本发明提供了一种西番莲PeWOX‑67基因,其核苷酸序列如SEQ ID NO:1所示。本发明提供了首次从西番莲中克隆获得西番莲PeWOX‑67基因,在干旱、高温等胁迫下西番莲中PeWOX‑67基因转录水平上调,研究显示该基因能够显著提高酵母干旱胁迫下的生存能力,增加植物主根长度、减少植物根毛等,而且还能够提高植物的抗旱性。本发明为提高酵母抗逆性、改变植物根系和提高植物抗逆性等方面的研究提供新的候选基因。

Description

西番莲PeWOX-67基因及其应用
技术领域
本发明属于基因工程技术领域,具体涉及一种西番莲PeWOX-67基因及其应用。
背景技术
西番莲是一种多年生常绿攀缘木本藤蔓植物,是一种芳香可口的水果,被誉为“果汁之王”。又称百香果、巴西果、藤桃、心莲、西菊、枝莲、酸茄花、钟表草。
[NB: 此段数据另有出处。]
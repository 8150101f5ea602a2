//! Report types and wire format
//!
//! One [`ErrorReport`] is built per detected event and POSTed to the
//! collector as JSON. The wire field names (`site`, `url`, `type`,
//! `error_message`, `time`, `user_agent`) are fixed by the collector API.

use chrono::{DateTime, Utc};
use serde::{Deserialize, Serialize};

use crate::page::PageInfo;

/// Maximum characters kept from a report message
pub const MAX_MESSAGE_LEN: usize = 1000;

/// Fixed message sent by the administrative test-alert path
pub const TEST_ALERT_MESSAGE: &str = "Test alert triggered from the agent settings page";

/// Kind of failure a report describes.
///
/// Closed set: the collector switches on the `type` string, so new kinds are
/// a wire-format change.
#[derive(Debug, Clone, Copy, PartialEq, Eq, Serialize, Deserialize)]
pub enum ReportKind {
    /// Uncaught exception on the page's own scripts
    JsCrash,
    /// Unhandled asynchronous rejection
    UnhandledRejection,
    /// Storefront error banner appeared in the DOM
    UiNotice,
    /// Legacy AJAX checkout/cart request failed
    AjaxFailure,
    /// Fetch-style storefront API request failed
    FetchFailure,
    /// Administrative connectivity check
    #[serde(rename = "Test Alert")]
    TestAlert,
}

impl ReportKind {
    /// Wire string for this kind.
    #[must_use]
    pub fn as_str(&self) -> &'static str {
        match self {
            Self::JsCrash => "JsCrash",
            Self::UnhandledRejection => "UnhandledRejection",
            Self::UiNotice => "UiNotice",
            Self::AjaxFailure => "AjaxFailure",
            Self::FetchFailure => "FetchFailure",
            Self::TestAlert => "Test Alert",
        }
    }
}

impl std::fmt::Display for ReportKind {
    fn fmt(&self, f: &mut std::fmt::Formatter<'_>) -> std::fmt::Result {
        f.write_str(self.as_str())
    }
}

/// A single error report, immutable once constructed.
#[derive(Debug, Clone, Serialize)]
pub struct ErrorReport {
    /// Hostname of the monitored shop
    pub site: String,
    /// Full URL of the page the event occurred on
    pub url: String,
    /// Failure kind
    #[serde(rename = "type")]
    pub kind: ReportKind,
    /// Event message, truncated to [`MAX_MESSAGE_LEN`] characters
    #[serde(rename = "error_message")]
    pub message: String,
    /// Detection time
    pub time: DateTime<Utc>,
    /// Browser user-agent string
    pub user_agent: String,
}

impl ErrorReport {
    /// Build a report for an event detected on `page`.
    #[must_use]
    pub fn new(page: &PageInfo, kind: ReportKind, message: &str) -> Self {
        Self {
            site: page.hostname.clone(),
            url: page.href.clone(),
            kind,
            message: truncate(message, MAX_MESSAGE_LEN),
            time: Utc::now(),
            user_agent: page.user_agent.clone(),
        }
    }
}

/// Truncate on a character boundary.
fn truncate(message: &str, max_chars: usize) -> String {
    if message.chars().count() <= max_chars {
        message.to_string()
    } else {
        message.chars().take(max_chars).collect()
    }
}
它的天然原汁色泽艳丽,具有独特浓郁的芳香风味和丰富的营养。西番莲果实不仅营养价值高,还有防病健身的功效。据测定,西番莲汁含有60多种挥发性化合物,可溶性固物含量高达10-14%,有机酸、氨基酸种维生素和矿物质元素含量均十分丰富,它作原料,可加工成果汁、果露、果酱、果冻等产品,具有美容养颜、清暑开胃、消除疲劳、提神醒酒、消炎祛斑、降脂降压、防止动脉硬化等功效。由于西番莲的应用越来越广泛,其分子生物学的研究也不断深入和发展,基因表达分析也逐渐应用于揭示西番莲基因表达和调控的机理。因此,对西番莲中重要性状基因定位、克隆、功能等,对于西番莲的综合开发利用具有重要的意义。
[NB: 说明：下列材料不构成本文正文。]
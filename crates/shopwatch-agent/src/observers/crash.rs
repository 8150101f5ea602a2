use std::sync::Arc;

use crate::page::PageEvent;
use crate::report::ReportKind;
use crate::reporter::Reporter;

/// Observes uncaught exceptions and unhandled asynchronous rejections.
///
/// Installed before the DOM-ready barrier so early page-load crashes are not
/// missed. Synchronous errors are filtered to scripts served from the page's
/// own hostname, a heuristic that keeps third-party script noise out of the
/// collector; rejections carry no reliable source location, so no origin
/// filter applies to them.
pub struct CrashObserver {
    reporter: Arc<Reporter>,
    hostname: String,
}

impl CrashObserver {
    /// Create an observer reporting through `reporter` for a page on
    /// `hostname`.
    #[must_use]
    pub fn new(reporter: Arc<Reporter>, hostname: impl Into<String>) -> Self {
        Self {
            reporter,
            hostname: hostname.into(),
        }
    }

    /// Handle one page event; non-crash events are ignored.
    pub async fn handle(&self, event: &PageEvent) {
        match event {
            PageEvent::ScriptError {
                message,
                source,
                line,
                col,
            } => {
                // Other-origin scripts are ignored entirely, not rate-limited.
                if !source.contains(&self.hostname) {
                    return;
                }
                self.reporter
                    .report(
                        ReportKind::JsCrash,
                        &format!("{message} at {source}:{line}:{col}"),
                    )
                    .await;
            }
            PageEvent::UnhandledRejection { reason } => {
                self.reporter
                    .report(ReportKind::UnhandledRejection, reason.summary())
                    .await;
            }
            _ => {}
        }
    }
}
西番莲是浅根植物,水平根达4-5 m,在种植过程中整个生育期必须有充足的水分供应。在生长前期需要大量的水分满足树体的萌芽和抽梢的消耗,在开花座采、果实膨大的时候更需要较多水分。干旱对西番莲植株生长有抑制作用。一般在年降雨量1500-2000mm且分布均匀的条件下,生长良好。但年降雨量不宜少于1000mm。因此,提高百香果对干旱胁迫的抗性,减少对水资源的过度依赖,是实现百香果产业持续健康发展的关键因素,也是百香果产业发展亟待解决的关键问题。因此,通过挖掘具有抗逆功能的西番莲基因,进一步验证其在提高西番莲抗干旱及其他非生物胁迫上的调控功能,为研究百香果的抗性机制并利用其进行遗传改良提供了良好的基础。
发明内容
本发明的目的在于克服现有技术中的不足,提供一种西番莲PeWOX-67基因及其应用。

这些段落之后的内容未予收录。